In Santa Monica, I count on Real Food Daily for an organic meal made with love; more often than not, I end up with the marinated-tempeh Reuben. In Westwood, it’s always Native Foods. In the Fairfax District, I hit up Messob. Anywhere near Culver City? If I’m looking to stretch my dollar, I head to the no-frills Govinda’s at the Hare Krishna temple for an all-you-can-eat veggie meal for a mere $6.
And now that I’ve found the Flowering Tree, I never again have to worry about starving in West Hollywood. You see, I’m one of those who gets really cranky when I skip a meal. I like food security.
First, let me say: there’s nothing fancy about the Flowering Tree. The mint-green walls are unadorned and the six tables are simply functional. Staff are friendly but won’t fuss over you. Dishes are meant to nourish the body, not to be dressed like a Gourmet photo spread.
The small restaurant serves breakfast, lunch and dinner, as well as smoothies, hearty fruit juices, organic coffees, teas and specialty beverages like green tea or ginger slushies. It’s incredibly casual, the kind of place you could drop in at just about any time.
My two companions and I decided to see what dinner had in store.
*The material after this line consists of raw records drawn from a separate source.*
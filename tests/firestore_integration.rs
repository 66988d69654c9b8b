// SPDX-License-Identifier: MIT

//! Firestore integration tests.
//!
//! These tests require the Firestore emulator to be running
//! (FIRESTORE_EMULATOR_HOST set). Each test uses unique document IDs so
//! tests stay isolated within a shared emulator instance.

use tourney_hub::db::firestore::{ApproveOutcome, RegisterOutcome};
use tourney_hub::models::{
    Event, PaymentRequest, Registration, RequestStatus, Role, User, SLOT_CAPACITY,
};

mod common;
use common::test_db;

const NOW: &str = "2026-08-01T00:00:00Z";

/// Generate a unique ID suffix for test isolation.
fn unique_id(prefix: &str) -> String {
    format!("{}-{}", prefix, uuid::Uuid::new_v4())
}

fn test_user(uid: &str, email: &str) -> User {
    User {
        uid: uid.to_string(),
        email: email.to_string(),
        password_hash: "$argon2id$fake$hash".to_string(),
        username: None,
        role: Role::User,
        created_at: NOW.to_string(),
    }
}

fn test_event(id: &str, slots: u32) -> Event {
    Event {
        id: id.to_string(),
        title: "Summer Cup".to_string(),
        description: "Squad tournament".to_string(),
        date: "2026-09-01".to_string(),
        price: 1500,
        slots,
        created_at: NOW.to_string(),
    }
}

/// Create and approve a payment request so the user passes the payment
/// gate for the event.
async fn grant_payment(db: &tourney_hub::db::FirestoreDb, uid: &str, event: &Event) {
    let mut request = PaymentRequest::new(
        uid,
        &format!("{}@example.com", uid),
        &event.id,
        &event.title,
        event.price,
        NOW.to_string(),
    );
    request.id = unique_id("req");
    db.set_payment_request(&request).await.unwrap();

    let outcome = db.approve_payment_atomic(&request, "admin-1").await.unwrap();
    assert_eq!(outcome, ApproveOutcome::Approved);
}

// ═══════════════════════════════════════════════════════════════════════════
// USER TESTS
// ═══════════════════════════════════════════════════════════════════════════

#[tokio::test]
async fn test_user_creation_and_email_lookup() {
    require_emulator!();

    let db = test_db().await;
    let uid = unique_id("user");
    let email = format!("{}@example.com", uid);

    let before = db.get_user(&uid).await.unwrap();
    assert!(before.is_none(), "User should not exist before creation");

    db.upsert_user(&test_user(&uid, &email)).await.unwrap();

    let fetched = db.get_user(&uid).await.unwrap().unwrap();
    assert_eq!(fetched.uid, uid);
    assert_eq!(fetched.email, email);
    assert_eq!(fetched.role, Role::User);

    let by_email = db.find_user_by_email(&email).await.unwrap().unwrap();
    assert_eq!(by_email.uid, uid);

    let missing = db.find_user_by_email("nobody@example.com").await.unwrap();
    assert!(missing.is_none());
}

#[tokio::test]
async fn test_role_promotion_is_visible_on_next_read() {
    require_emulator!();

    let db = test_db().await;
    let uid = unique_id("user");
    let email = format!("{}@example.com", uid);

    let mut user = test_user(&uid, &email);
    db.upsert_user(&user).await.unwrap();
    assert!(!db.get_user(&uid).await.unwrap().unwrap().is_admin());

    user.role = Role::Admin;
    db.upsert_user(&user).await.unwrap();
    assert!(db.get_user(&uid).await.unwrap().unwrap().is_admin());
}

// ═══════════════════════════════════════════════════════════════════════════
// PAYMENT APPROVAL TESTS
// ═══════════════════════════════════════════════════════════════════════════

#[tokio::test]
async fn test_approval_writes_payment_record() {
    require_emulator!();

    let db = test_db().await;
    let uid = unique_id("user");
    let event = test_event(&unique_id("event"), 2);
    db.set_event(&event).await.unwrap();

    // No record before approval
    let before = db.get_payment(&uid, &event.id).await.unwrap();
    assert!(before.is_none());

    grant_payment(&db, &uid, &event).await;

    let payment = db.get_payment(&uid, &event.id).await.unwrap().unwrap();
    assert!(payment.paid);
    assert_eq!(payment.uid, uid);
    assert_eq!(payment.event_id, event.id);
}

#[tokio::test]
async fn test_approval_is_idempotent() {
    require_emulator!();

    let db = test_db().await;
    let uid = unique_id("user");
    let event = test_event(&unique_id("event"), 2);
    db.set_event(&event).await.unwrap();

    let mut request = PaymentRequest::new(
        &uid,
        "p1@example.com",
        &event.id,
        &event.title,
        event.price,
        NOW.to_string(),
    );
    request.id = unique_id("req");
    db.set_payment_request(&request).await.unwrap();

    let first = db.approve_payment_atomic(&request, "admin-1").await.unwrap();
    assert_eq!(first, ApproveOutcome::Approved);

    // A second approval must not rewrite the payment record
    let second = db.approve_payment_atomic(&request, "admin-2").await.unwrap();
    assert_eq!(second, ApproveOutcome::AlreadyApproved);

    let stored = db.get_payment_request(&request.id).await.unwrap().unwrap();
    assert_eq!(stored.status, RequestStatus::Approved);
    assert_eq!(stored.approved_by.as_deref(), Some("admin-1"));
}

#[tokio::test]
async fn test_rejected_request_cannot_be_approved() {
    require_emulator!();

    let db = test_db().await;
    let uid = unique_id("user");
    let event = test_event(&unique_id("event"), 2);

    let mut request = PaymentRequest::new(
        &uid,
        "p1@example.com",
        &event.id,
        &event.title,
        event.price,
        NOW.to_string(),
    );
    request.id = unique_id("req");
    request.status = RequestStatus::Rejected;
    request.rejected_at = Some(NOW.to_string());
    request.rejected_by = Some("admin-1".to_string());
    db.set_payment_request(&request).await.unwrap();

    let outcome = db.approve_payment_atomic(&request, "admin-1").await.unwrap();
    assert_eq!(outcome, ApproveOutcome::Rejected);

    // No payment record may exist for a rejected request
    let payment = db.get_payment(&uid, &event.id).await.unwrap();
    assert!(payment.is_none());
}

#[tokio::test]
async fn test_pending_request_query() {
    require_emulator!();

    let db = test_db().await;
    let uid = unique_id("user");
    let event = test_event(&unique_id("event"), 2);

    assert!(!db.has_pending_request(&uid, &event.id).await.unwrap());

    let mut request = PaymentRequest::new(
        &uid,
        "p1@example.com",
        &event.id,
        &event.title,
        event.price,
        NOW.to_string(),
    );
    request.id = unique_id("req");
    db.set_payment_request(&request).await.unwrap();

    assert!(db.has_pending_request(&uid, &event.id).await.unwrap());

    // A resolved request no longer counts as pending
    db.approve_payment_atomic(&request, "admin-1").await.unwrap();
    assert!(!db.has_pending_request(&uid, &event.id).await.unwrap());
}

// ═══════════════════════════════════════════════════════════════════════════
// REGISTRATION TESTS
// ═══════════════════════════════════════════════════════════════════════════

#[tokio::test]
async fn test_registration_requires_approved_payment() {
    require_emulator!();

    let db = test_db().await;
    let uid = unique_id("user");
    let event = test_event(&unique_id("event"), 2);
    db.set_event(&event).await.unwrap();

    let outcome = db
        .register_atomic(&event, &uid, "p1@example.com", 1)
        .await
        .unwrap();
    assert_eq!(outcome, RegisterOutcome::PaymentRequired);
}

#[tokio::test]
async fn test_duplicate_registration_rejected() {
    require_emulator!();

    let db = test_db().await;
    let uid = unique_id("user");
    let event = test_event(&unique_id("event"), 2);
    db.set_event(&event).await.unwrap();
    grant_payment(&db, &uid, &event).await;

    let first = db
        .register_atomic(&event, &uid, "p1@example.com", 1)
        .await
        .unwrap();
    assert!(matches!(first, RegisterOutcome::Registered(_)));

    // Even into a different slot
    let second = db
        .register_atomic(&event, &uid, "p1@example.com", 2)
        .await
        .unwrap();
    assert_eq!(second, RegisterOutcome::AlreadyRegistered);
}

#[tokio::test]
async fn test_invalid_slot_number() {
    require_emulator!();

    let db = test_db().await;
    let uid = unique_id("user");
    let event = test_event(&unique_id("event"), 2);
    db.set_event(&event).await.unwrap();
    grant_payment(&db, &uid, &event).await;

    let zero = db
        .register_atomic(&event, &uid, "p1@example.com", 0)
        .await
        .unwrap();
    assert_eq!(zero, RegisterOutcome::InvalidSlot);

    let beyond = db
        .register_atomic(&event, &uid, "p1@example.com", 3)
        .await
        .unwrap();
    assert_eq!(beyond, RegisterOutcome::InvalidSlot);
}

#[tokio::test]
async fn test_full_slot_excluded_from_availability() {
    require_emulator!();

    let db = test_db().await;
    let event = test_event(&unique_id("event"), 2);
    db.set_event(&event).await.unwrap();

    // Four paid users fill slot 1
    for i in 0..SLOT_CAPACITY {
        let uid = unique_id(&format!("user{}", i));
        grant_payment(&db, &uid, &event).await;

        let outcome = db
            .register_atomic(&event, &uid, &format!("{}@example.com", uid), 1)
            .await
            .unwrap();
        assert!(
            matches!(outcome, RegisterOutcome::Registered(_)),
            "player {} should fit in slot 1",
            i
        );
    }

    // The fifth paid user is turned away from slot 1 and pointed at slot 2
    let latecomer = unique_id("late");
    grant_payment(&db, &latecomer, &event).await;

    let outcome = db
        .register_atomic(&event, &latecomer, "late@example.com", 1)
        .await
        .unwrap();
    assert_eq!(outcome, RegisterOutcome::SlotFull(vec![2]));

    let counts = db.get_slot_counts(&event.id).await.unwrap().unwrap();
    assert_eq!(counts.occupancy(1), SLOT_CAPACITY);
    assert_eq!(counts.total, SLOT_CAPACITY);
    assert_eq!(counts.available_slots(event.slots), vec![2]);
}

#[tokio::test]
async fn test_deleting_registration_frees_slot() {
    require_emulator!();

    let db = test_db().await;
    let uid = unique_id("user");
    let event = test_event(&unique_id("event"), 1);
    db.set_event(&event).await.unwrap();
    grant_payment(&db, &uid, &event).await;

    let outcome = db
        .register_atomic(&event, &uid, "p1@example.com", 1)
        .await
        .unwrap();
    let registration = match outcome {
        RegisterOutcome::Registered(r) => r,
        other => panic!("expected registration, got {:?}", other),
    };

    db.delete_registration_atomic(&registration).await.unwrap();

    let gone = db
        .get_registration(&Registration::doc_id(&uid, &event.id))
        .await
        .unwrap();
    assert!(gone.is_none());

    let counts = db.get_slot_counts(&event.id).await.unwrap().unwrap();
    assert_eq!(counts.occupancy(1), 0);
    assert_eq!(counts.total, 0);
}

#[tokio::test]
async fn test_position_update_round_trip() {
    require_emulator!();

    let db = test_db().await;
    let uid = unique_id("user");
    let event = test_event(&unique_id("event"), 1);
    db.set_event(&event).await.unwrap();
    grant_payment(&db, &uid, &event).await;

    let outcome = db
        .register_atomic(&event, &uid, "p1@example.com", 1)
        .await
        .unwrap();
    let mut registration = match outcome {
        RegisterOutcome::Registered(r) => r,
        other => panic!("expected registration, got {:?}", other),
    };

    registration.position = Some(2);
    registration.updated_at = Some(NOW.to_string());
    db.set_registration(&registration).await.unwrap();

    let stored = db.get_registration(&registration.id).await.unwrap().unwrap();
    assert_eq!(stored.position, Some(2));
}

// ═══════════════════════════════════════════════════════════════════════════
// EVENT TESTS
// ═══════════════════════════════════════════════════════════════════════════

#[tokio::test]
async fn test_event_delete_cascades_but_keeps_payments() {
    require_emulator!();

    let db = test_db().await;
    let uid = unique_id("user");
    let event = test_event(&unique_id("event"), 1);
    db.set_event(&event).await.unwrap();
    grant_payment(&db, &uid, &event).await;

    let outcome = db
        .register_atomic(&event, &uid, "p1@example.com", 1)
        .await
        .unwrap();
    assert!(matches!(outcome, RegisterOutcome::Registered(_)));

    // registration + request + event document
    let deleted = db.delete_event(&event.id).await.unwrap();
    assert_eq!(deleted, 3);

    assert!(db.get_event(&event.id).await.unwrap().is_none());
    assert!(db
        .get_registrations_for_event(&event.id)
        .await
        .unwrap()
        .is_empty());
    assert!(db
        .get_requests_for_event(&event.id)
        .await
        .unwrap()
        .is_empty());
    assert!(db.get_slot_counts(&event.id).await.unwrap().is_none());

    // The payment record survives as a receipt
    let payment = db.get_payment(&uid, &event.id).await.unwrap();
    assert!(payment.is_some());
}

#[tokio::test]
async fn test_registrations_for_event_sorted_by_slot() {
    require_emulator!();

    let db = test_db().await;
    let event = test_event(&unique_id("event"), 3);
    db.set_event(&event).await.unwrap();

    // Seed directly, bypassing the payment gate
    let seeded: Vec<Registration> = [3u32, 1, 2]
        .iter()
        .map(|&slot| {
            let uid = unique_id("user");
            Registration::new(
                &uid,
                &format!("{}@example.com", uid),
                &event.id,
                slot,
                NOW.to_string(),
            )
        })
        .collect();
    db.batch_set_registrations(&seeded).await.unwrap();

    let regs = db.get_registrations_for_event(&event.id).await.unwrap();
    let slots: Vec<u32> = regs.iter().map(|r| r.slot).collect();
    assert_eq!(slots, vec![1, 2, 3]);
}

#[tokio::test]
async fn test_concurrent_registrations_never_overfill_slot() {
    require_emulator!();

    let db = test_db().await;
    let event = test_event(&unique_id("event"), 1);
    db.set_event(&event).await.unwrap();

    let mut uids = Vec::new();
    for _ in 0..6 {
        let uid = unique_id("racer");
        grant_payment(&db, &uid, &event).await;
        uids.push(uid);
    }

    // Fire all six attempts at slot 1 concurrently. Only four places
    // exist; the transactional occupancy read must keep racing commits
    // from both claiming the last one.
    let attempts = uids.into_iter().map(|uid| {
        let db = db.clone();
        let event = event.clone();
        tokio::spawn(async move {
            db.register_atomic(&event, &uid, &format!("{}@example.com", uid), 1)
                .await
        })
    });
    let results = futures_util::future::join_all(attempts).await;

    let successes = results
        .into_iter()
        .filter(|r| matches!(r, Ok(Ok(RegisterOutcome::Registered(_)))))
        .count();

    // Losers see SlotFull or a commit conflict; winners never exceed
    // capacity and the aggregate agrees with the stored registrations
    let regs = db.get_registrations_for_event(&event.id).await.unwrap();
    assert_eq!(regs.len(), successes);
    assert!(
        regs.len() <= SLOT_CAPACITY as usize,
        "slot 1 overfilled: {} registrations",
        regs.len()
    );

    let counts = db.get_slot_counts(&event.id).await.unwrap().unwrap();
    assert_eq!(counts.occupancy(1) as usize, regs.len());
    assert_eq!(counts.total as usize, regs.len());
}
Even on a weekend night, things felt remarkably still – no music, one server and a quiet cook in the kitchen
We ordered a plate of nachos ($7.25) to share, for some nearly instant gratification while we explored the menu possibilities. Upon our request, soy cheese (an extra $1) and soyrizo ($2) were added to the pile of chips, black beans, tomatoes, onion, cilantro and guacamole. I don’t ingest dairy often and therefore tend to shy away from traditionally over-cheesed nachos – so this vegan version was for me a fun anomaly.
We decided to split a few main dishes, thus eliminating the seemingly popular flame-grilled burgers and sandwiches on offer (meat and vegetarian/vegan options available).
For the chicken pomegranate salad ($9.25), we requested that tofu replace the meat. The substantial pile of fresh organic greens was livened with sweet, roasted walnuts, a couple of mounds of goat cheese and shaved fennel – all further refreshed by a lovely pomegranate vinaigrette. I made a habit of getting the soft cubes of tofu and crunchy nuts together in the same bite.
We soy-obsessed diners again asked for the tofu — this time five-spiced — instead of the chicken alternative for our TFT stirfry ($10.50), served with brown rice (we could have opted for soba noodles). The medley included snow peas, zucchini, yellow squash and carrots stirred up in a mild sauce; it felt nourishing but lacked a certain zing. It could have benefited from a dash more spice, more body.
One of the specials, vegan lasagna ($10.50), rekindled our taste buds. A neat square intersected with lasagna noodles, it held a mélange of vegetables sharing a common bond of soy cheese, which accentuated the dish perfectly. The lasagna, more robust than intricate in flavor, was so filling that we hardly touched its colorful side salad.
Los Angeles-based Alaine’s Bakery makes the desserts and snacks offered by the restaurant. On the night we dined, two pretty vegan cakes – a lemon raspberry and a chocolate brownie (each $4/slice) – called to us. Both were dense, but the best bit: the finger-smacking, almost dangerously sweet layers of frosting…made with tofu!
This little eatery does a fine job at doing what it does: keeping the people healthfully fed. Without pruning and preening, or getting caught up in that wishy-washy world of trendiness, it shells out good-value portions of hearty fuel to help us along just a little in our lives. I mean, do we really need much more?